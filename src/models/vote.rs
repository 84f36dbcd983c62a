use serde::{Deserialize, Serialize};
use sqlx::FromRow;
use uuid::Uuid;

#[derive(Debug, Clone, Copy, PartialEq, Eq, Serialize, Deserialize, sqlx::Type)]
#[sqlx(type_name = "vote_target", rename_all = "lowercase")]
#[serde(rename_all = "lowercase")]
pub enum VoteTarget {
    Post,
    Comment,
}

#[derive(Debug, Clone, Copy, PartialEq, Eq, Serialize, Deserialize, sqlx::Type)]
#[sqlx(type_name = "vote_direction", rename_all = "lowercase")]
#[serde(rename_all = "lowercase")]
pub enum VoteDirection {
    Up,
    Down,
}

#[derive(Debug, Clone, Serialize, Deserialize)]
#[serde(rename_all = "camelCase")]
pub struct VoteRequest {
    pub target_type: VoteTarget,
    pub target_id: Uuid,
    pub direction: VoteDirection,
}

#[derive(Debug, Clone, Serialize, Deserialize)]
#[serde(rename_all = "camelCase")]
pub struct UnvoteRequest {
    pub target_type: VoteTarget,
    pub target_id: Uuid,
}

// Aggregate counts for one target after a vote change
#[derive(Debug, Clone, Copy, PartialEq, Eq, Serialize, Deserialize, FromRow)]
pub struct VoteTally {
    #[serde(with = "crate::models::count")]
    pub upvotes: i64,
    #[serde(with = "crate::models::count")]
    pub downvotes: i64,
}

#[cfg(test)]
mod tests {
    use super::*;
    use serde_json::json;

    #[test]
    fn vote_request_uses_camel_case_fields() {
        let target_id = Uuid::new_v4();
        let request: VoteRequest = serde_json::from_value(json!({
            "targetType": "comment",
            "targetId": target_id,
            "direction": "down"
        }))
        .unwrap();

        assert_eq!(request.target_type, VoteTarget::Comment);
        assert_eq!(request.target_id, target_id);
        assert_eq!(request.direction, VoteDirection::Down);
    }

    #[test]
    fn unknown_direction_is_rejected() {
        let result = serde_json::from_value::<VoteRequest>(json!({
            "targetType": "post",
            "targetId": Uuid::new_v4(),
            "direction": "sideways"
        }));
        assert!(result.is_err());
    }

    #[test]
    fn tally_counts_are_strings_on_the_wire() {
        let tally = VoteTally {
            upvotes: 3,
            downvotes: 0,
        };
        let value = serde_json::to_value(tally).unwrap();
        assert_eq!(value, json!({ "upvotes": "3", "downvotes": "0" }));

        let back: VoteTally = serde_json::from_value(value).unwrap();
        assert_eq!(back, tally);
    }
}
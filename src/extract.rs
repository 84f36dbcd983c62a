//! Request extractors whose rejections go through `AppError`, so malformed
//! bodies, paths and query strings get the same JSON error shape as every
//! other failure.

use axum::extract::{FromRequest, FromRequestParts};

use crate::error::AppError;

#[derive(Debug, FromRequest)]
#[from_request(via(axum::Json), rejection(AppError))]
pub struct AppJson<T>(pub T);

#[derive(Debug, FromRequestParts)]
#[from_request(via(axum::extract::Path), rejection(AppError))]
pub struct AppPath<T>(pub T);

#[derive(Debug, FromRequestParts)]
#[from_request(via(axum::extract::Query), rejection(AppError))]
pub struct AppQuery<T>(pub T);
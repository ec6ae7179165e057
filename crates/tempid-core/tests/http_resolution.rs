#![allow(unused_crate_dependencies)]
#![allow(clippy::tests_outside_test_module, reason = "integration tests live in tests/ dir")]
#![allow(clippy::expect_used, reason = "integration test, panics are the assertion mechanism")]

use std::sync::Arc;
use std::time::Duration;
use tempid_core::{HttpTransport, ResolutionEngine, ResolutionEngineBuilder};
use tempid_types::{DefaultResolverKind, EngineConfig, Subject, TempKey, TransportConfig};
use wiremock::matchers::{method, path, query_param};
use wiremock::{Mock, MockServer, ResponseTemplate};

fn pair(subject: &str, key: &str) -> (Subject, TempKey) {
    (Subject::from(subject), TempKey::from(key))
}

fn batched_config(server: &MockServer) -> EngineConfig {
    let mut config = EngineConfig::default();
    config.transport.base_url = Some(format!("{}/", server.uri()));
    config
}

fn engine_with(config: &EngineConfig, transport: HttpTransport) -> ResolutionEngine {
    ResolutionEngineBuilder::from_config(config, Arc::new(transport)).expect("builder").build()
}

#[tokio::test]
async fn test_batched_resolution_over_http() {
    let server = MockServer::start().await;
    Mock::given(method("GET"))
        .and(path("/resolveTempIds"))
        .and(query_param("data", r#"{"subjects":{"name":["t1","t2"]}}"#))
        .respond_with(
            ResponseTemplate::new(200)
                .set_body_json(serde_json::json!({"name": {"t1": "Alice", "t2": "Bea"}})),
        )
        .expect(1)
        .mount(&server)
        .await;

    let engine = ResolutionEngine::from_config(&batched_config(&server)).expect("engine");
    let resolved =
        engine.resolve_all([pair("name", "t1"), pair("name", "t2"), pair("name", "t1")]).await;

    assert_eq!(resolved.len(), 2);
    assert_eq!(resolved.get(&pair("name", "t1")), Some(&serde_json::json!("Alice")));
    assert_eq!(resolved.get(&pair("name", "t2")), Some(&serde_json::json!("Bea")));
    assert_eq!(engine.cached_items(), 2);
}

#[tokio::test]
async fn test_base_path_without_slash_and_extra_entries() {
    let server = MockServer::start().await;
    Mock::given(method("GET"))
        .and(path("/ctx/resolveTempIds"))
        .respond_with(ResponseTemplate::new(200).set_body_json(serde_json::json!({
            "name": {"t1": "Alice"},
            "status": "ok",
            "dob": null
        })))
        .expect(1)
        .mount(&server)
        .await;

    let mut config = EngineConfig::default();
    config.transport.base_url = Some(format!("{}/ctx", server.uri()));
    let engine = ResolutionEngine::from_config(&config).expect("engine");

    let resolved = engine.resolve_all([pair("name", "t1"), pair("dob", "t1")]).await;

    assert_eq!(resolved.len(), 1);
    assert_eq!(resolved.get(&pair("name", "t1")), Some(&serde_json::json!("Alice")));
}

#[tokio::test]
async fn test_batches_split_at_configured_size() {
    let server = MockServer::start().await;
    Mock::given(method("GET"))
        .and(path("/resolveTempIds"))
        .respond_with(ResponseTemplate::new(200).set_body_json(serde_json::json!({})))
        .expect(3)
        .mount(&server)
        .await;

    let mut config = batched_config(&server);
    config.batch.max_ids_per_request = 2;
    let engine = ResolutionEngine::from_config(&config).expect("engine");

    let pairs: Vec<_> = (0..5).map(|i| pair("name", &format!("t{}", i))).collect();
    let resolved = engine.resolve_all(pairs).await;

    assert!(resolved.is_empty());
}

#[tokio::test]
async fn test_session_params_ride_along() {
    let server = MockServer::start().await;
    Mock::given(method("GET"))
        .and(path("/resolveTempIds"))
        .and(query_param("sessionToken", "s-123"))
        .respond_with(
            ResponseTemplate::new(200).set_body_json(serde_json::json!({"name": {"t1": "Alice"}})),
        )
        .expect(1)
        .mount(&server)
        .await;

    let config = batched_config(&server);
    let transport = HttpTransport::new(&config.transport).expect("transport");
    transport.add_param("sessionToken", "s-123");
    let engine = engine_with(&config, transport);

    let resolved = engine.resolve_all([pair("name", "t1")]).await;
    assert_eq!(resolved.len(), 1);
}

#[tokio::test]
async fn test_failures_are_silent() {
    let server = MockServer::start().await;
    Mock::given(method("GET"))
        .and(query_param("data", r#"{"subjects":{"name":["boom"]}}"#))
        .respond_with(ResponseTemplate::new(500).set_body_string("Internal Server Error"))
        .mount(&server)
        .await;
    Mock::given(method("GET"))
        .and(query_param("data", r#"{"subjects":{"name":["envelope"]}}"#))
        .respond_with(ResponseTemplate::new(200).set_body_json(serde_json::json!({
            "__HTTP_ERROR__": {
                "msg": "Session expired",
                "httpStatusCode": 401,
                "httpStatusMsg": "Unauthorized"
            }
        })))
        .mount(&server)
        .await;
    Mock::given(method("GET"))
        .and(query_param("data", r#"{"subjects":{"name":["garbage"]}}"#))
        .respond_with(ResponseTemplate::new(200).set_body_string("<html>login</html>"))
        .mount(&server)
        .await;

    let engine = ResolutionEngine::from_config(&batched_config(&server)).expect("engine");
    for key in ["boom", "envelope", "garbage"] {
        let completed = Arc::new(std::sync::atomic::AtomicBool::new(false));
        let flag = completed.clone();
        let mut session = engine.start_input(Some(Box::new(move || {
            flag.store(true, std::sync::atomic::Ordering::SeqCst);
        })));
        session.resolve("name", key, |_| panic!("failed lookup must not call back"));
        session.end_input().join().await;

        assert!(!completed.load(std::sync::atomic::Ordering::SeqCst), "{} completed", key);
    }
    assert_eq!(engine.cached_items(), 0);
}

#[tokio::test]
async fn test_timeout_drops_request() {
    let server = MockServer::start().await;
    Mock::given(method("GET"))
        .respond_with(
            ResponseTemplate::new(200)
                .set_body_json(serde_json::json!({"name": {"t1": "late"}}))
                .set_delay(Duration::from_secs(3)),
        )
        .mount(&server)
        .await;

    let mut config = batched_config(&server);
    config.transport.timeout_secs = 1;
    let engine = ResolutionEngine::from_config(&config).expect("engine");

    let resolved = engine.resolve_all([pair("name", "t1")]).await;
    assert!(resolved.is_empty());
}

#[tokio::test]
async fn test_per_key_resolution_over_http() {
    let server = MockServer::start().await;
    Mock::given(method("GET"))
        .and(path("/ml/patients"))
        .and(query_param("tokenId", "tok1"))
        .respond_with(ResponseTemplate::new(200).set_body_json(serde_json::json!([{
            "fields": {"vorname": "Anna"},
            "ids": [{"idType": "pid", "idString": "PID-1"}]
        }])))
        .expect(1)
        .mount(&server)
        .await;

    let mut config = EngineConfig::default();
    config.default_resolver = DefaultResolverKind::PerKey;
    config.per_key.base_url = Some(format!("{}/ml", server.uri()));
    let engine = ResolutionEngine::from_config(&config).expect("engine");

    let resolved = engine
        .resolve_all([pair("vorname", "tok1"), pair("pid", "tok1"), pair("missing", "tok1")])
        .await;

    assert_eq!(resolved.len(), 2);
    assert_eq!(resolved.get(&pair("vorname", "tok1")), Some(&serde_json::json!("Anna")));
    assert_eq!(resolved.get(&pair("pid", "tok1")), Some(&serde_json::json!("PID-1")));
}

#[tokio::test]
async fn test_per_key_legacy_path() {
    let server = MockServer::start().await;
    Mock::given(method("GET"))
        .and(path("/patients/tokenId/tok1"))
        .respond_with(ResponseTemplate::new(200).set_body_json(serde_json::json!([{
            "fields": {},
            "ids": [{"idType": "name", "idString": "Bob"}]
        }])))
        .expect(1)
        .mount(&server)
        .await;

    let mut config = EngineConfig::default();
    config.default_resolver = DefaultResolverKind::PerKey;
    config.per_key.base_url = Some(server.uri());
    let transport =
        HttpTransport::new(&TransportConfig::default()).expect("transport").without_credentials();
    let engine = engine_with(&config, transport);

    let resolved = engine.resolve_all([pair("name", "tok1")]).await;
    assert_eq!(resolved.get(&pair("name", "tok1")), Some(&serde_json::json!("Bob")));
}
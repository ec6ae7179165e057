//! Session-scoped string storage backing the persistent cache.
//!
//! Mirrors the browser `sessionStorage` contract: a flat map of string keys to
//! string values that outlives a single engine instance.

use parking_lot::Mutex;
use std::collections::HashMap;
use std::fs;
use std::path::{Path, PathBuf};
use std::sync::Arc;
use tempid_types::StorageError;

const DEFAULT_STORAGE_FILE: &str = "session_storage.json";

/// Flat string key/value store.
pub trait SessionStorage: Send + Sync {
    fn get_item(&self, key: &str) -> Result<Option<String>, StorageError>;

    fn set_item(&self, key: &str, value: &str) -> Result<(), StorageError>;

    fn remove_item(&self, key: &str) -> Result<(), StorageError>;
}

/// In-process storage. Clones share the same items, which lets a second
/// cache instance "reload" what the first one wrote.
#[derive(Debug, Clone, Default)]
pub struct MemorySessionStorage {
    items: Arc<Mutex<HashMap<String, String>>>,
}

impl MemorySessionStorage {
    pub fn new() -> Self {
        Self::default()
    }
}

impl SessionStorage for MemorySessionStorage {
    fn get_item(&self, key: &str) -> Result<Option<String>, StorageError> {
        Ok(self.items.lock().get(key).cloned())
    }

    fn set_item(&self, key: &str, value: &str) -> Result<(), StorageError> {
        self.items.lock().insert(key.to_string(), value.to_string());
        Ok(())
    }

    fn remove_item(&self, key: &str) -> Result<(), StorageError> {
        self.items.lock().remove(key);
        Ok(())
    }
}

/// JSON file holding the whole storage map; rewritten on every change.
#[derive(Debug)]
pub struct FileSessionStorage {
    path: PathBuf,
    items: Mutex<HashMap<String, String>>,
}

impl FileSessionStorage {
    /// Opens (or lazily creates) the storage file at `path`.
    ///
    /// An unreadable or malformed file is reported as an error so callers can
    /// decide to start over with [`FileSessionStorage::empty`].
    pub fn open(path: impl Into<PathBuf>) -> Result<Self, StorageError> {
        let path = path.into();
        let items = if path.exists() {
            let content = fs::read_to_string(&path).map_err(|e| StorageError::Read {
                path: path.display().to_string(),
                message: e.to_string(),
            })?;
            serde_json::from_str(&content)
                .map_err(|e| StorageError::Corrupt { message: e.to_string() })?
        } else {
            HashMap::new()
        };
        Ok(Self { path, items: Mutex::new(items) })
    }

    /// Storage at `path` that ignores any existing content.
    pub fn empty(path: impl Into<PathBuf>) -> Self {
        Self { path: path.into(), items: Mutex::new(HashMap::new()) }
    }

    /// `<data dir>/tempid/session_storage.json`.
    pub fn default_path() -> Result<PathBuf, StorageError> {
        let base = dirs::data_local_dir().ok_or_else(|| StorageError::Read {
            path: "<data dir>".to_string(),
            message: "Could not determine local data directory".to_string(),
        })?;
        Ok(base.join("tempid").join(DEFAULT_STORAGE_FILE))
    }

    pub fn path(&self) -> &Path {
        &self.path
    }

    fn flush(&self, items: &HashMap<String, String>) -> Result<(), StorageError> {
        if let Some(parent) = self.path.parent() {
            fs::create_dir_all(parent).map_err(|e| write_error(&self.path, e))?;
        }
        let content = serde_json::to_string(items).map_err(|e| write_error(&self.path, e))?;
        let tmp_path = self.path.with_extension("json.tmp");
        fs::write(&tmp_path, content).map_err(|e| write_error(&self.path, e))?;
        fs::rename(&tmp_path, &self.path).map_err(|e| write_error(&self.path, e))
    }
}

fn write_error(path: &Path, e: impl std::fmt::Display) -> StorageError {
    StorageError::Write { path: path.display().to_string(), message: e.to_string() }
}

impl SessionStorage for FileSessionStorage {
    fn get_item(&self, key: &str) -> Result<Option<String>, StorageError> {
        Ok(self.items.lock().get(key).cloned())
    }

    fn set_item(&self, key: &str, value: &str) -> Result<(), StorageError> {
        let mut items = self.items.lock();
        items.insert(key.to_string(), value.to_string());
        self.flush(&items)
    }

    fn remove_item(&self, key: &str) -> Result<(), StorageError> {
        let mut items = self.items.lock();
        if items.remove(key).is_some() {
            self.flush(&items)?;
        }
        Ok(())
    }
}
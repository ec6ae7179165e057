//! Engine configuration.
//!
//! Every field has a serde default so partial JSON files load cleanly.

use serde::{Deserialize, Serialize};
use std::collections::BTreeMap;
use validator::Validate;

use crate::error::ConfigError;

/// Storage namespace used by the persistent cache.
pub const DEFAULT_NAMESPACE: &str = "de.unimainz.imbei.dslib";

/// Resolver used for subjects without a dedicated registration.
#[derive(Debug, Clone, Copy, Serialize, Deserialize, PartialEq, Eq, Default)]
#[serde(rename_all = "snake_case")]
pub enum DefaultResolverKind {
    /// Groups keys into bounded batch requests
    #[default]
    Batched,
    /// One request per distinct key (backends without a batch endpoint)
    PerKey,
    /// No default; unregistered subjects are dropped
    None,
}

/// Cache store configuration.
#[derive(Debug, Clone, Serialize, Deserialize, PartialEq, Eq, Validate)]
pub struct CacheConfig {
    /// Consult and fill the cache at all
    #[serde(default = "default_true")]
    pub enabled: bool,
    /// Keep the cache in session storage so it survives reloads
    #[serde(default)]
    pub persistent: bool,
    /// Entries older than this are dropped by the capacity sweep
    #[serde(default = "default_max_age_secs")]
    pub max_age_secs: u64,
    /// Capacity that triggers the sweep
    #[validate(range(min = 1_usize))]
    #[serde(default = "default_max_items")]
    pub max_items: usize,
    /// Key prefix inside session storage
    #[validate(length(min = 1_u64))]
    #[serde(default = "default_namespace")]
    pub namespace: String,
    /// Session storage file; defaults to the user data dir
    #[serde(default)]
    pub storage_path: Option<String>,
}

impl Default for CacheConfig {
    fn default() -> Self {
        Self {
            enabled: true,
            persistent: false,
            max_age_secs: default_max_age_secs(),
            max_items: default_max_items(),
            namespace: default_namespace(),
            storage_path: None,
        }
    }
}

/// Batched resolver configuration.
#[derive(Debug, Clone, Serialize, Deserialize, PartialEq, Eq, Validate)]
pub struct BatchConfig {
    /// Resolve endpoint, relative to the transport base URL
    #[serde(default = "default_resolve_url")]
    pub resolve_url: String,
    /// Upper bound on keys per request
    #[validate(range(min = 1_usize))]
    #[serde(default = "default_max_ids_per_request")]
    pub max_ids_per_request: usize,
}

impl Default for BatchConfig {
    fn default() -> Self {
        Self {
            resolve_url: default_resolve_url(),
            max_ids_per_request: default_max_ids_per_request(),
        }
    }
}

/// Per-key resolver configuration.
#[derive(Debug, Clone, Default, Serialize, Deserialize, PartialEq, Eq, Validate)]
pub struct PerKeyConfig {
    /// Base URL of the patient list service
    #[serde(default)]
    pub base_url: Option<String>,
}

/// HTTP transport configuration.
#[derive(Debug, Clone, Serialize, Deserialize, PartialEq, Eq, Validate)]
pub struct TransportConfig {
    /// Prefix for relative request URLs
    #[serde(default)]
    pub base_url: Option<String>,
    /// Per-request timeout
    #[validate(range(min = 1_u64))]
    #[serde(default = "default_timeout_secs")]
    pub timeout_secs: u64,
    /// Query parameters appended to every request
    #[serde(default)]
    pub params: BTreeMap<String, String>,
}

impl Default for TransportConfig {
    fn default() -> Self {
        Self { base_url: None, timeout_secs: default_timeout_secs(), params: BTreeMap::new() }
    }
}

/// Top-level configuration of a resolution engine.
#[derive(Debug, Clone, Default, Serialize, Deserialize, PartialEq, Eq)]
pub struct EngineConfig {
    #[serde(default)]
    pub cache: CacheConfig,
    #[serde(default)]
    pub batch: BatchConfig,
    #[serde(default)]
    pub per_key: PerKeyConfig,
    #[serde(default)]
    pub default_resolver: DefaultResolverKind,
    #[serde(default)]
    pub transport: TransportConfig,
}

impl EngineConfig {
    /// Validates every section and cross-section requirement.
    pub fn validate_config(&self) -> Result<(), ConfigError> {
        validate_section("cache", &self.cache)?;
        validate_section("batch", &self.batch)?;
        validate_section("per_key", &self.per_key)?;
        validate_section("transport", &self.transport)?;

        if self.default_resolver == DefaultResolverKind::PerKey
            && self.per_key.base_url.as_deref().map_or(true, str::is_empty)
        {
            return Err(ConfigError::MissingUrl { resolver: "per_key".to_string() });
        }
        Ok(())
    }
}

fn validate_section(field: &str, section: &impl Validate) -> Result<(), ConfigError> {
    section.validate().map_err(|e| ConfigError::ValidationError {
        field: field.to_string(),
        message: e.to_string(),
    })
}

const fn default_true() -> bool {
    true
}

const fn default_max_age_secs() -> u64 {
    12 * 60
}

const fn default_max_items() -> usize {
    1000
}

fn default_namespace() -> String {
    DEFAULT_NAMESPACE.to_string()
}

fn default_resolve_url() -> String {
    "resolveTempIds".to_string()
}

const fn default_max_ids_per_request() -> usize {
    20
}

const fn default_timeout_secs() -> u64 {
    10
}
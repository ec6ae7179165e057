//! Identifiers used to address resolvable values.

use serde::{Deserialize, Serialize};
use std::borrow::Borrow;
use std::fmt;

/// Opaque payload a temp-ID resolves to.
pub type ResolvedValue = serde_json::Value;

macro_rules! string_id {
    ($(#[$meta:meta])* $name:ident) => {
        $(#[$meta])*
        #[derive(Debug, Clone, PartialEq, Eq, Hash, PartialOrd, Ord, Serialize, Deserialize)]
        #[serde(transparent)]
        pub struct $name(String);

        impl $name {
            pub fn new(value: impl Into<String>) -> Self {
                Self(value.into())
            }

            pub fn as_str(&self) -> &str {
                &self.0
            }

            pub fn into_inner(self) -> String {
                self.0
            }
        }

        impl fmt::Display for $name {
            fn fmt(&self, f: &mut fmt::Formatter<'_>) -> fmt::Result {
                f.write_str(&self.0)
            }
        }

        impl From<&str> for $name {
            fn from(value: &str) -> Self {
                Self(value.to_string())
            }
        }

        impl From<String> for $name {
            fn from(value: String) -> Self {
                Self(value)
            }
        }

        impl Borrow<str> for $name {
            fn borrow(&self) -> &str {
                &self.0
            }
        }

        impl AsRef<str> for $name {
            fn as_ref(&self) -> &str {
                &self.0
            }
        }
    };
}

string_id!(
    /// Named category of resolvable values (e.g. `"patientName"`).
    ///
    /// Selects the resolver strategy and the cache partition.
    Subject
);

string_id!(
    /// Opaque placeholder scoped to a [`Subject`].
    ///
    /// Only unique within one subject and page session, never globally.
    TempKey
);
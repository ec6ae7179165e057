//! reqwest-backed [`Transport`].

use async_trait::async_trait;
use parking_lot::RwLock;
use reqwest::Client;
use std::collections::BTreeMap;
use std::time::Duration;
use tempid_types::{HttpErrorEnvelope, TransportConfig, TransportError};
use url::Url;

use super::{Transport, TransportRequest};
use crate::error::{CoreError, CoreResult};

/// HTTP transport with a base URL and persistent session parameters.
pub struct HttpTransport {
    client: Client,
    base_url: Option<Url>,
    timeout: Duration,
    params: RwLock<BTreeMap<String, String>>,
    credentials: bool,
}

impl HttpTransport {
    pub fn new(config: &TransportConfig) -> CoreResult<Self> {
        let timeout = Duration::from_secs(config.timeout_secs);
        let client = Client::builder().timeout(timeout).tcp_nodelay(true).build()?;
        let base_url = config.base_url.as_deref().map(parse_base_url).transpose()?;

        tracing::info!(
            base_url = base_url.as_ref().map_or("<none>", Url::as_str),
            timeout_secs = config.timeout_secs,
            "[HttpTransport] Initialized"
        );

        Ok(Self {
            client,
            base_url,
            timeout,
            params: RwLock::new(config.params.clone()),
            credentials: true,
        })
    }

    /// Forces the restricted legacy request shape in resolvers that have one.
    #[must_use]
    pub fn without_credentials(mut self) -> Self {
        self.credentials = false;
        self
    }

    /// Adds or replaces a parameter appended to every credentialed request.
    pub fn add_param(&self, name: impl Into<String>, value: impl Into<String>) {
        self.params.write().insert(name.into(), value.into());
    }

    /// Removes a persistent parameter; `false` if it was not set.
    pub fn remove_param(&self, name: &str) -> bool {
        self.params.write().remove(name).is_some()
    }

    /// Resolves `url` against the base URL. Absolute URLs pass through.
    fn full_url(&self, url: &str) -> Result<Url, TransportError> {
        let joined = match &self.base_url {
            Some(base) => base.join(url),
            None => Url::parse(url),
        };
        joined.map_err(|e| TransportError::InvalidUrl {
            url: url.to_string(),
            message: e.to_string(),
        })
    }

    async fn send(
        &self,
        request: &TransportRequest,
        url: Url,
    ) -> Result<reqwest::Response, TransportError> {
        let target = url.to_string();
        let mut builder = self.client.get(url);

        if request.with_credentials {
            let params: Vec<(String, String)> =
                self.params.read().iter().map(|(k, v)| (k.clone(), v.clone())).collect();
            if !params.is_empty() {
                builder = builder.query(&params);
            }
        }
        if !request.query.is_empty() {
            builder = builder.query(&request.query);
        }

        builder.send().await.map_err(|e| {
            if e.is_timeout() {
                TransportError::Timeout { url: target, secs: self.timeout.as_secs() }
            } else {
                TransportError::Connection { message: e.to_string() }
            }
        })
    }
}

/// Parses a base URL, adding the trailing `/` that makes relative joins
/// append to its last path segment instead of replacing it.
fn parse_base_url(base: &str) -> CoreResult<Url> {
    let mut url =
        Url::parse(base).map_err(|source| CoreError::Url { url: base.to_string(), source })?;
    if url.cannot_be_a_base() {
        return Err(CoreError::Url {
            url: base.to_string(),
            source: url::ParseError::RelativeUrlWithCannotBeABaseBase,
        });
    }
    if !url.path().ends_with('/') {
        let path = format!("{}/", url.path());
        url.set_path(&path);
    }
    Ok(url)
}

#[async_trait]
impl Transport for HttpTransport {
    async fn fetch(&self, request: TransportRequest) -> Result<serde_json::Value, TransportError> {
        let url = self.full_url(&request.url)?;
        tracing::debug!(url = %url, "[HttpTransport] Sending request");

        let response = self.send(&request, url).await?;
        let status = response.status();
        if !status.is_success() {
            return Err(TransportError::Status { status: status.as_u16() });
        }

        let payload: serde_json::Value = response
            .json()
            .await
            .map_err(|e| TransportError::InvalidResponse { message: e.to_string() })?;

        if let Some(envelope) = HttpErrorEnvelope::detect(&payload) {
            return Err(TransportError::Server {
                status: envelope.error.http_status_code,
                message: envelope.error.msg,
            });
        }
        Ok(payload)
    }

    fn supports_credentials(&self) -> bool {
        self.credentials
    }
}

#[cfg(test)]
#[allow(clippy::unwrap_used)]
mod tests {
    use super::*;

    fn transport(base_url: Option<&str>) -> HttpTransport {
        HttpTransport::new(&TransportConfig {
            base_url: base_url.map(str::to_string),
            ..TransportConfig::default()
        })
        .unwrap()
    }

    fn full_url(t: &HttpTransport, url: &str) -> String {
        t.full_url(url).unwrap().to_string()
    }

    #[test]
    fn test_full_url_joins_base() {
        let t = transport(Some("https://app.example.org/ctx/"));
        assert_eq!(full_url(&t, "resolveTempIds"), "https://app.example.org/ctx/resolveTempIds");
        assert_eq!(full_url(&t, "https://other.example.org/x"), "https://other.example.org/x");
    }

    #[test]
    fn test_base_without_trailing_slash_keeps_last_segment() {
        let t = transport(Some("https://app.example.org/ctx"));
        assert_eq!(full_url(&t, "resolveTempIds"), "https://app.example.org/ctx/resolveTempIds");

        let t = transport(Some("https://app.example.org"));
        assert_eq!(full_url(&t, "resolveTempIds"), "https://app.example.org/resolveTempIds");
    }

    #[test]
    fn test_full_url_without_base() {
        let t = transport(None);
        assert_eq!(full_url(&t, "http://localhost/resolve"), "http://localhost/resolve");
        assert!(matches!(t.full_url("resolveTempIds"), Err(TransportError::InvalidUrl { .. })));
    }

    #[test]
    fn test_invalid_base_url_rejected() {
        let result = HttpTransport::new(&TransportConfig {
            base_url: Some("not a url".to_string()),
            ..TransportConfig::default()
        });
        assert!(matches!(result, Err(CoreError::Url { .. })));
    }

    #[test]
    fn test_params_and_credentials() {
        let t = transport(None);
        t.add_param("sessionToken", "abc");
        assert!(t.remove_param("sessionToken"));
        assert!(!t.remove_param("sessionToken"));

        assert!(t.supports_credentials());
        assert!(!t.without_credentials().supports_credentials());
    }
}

________

### Work task:
Where a line in the records above contains the string "BatchConfig", return that line.

### Reply to the exercise:
pub struct BatchConfig {
impl Default for BatchConfig {
    pub batch: BatchConfig,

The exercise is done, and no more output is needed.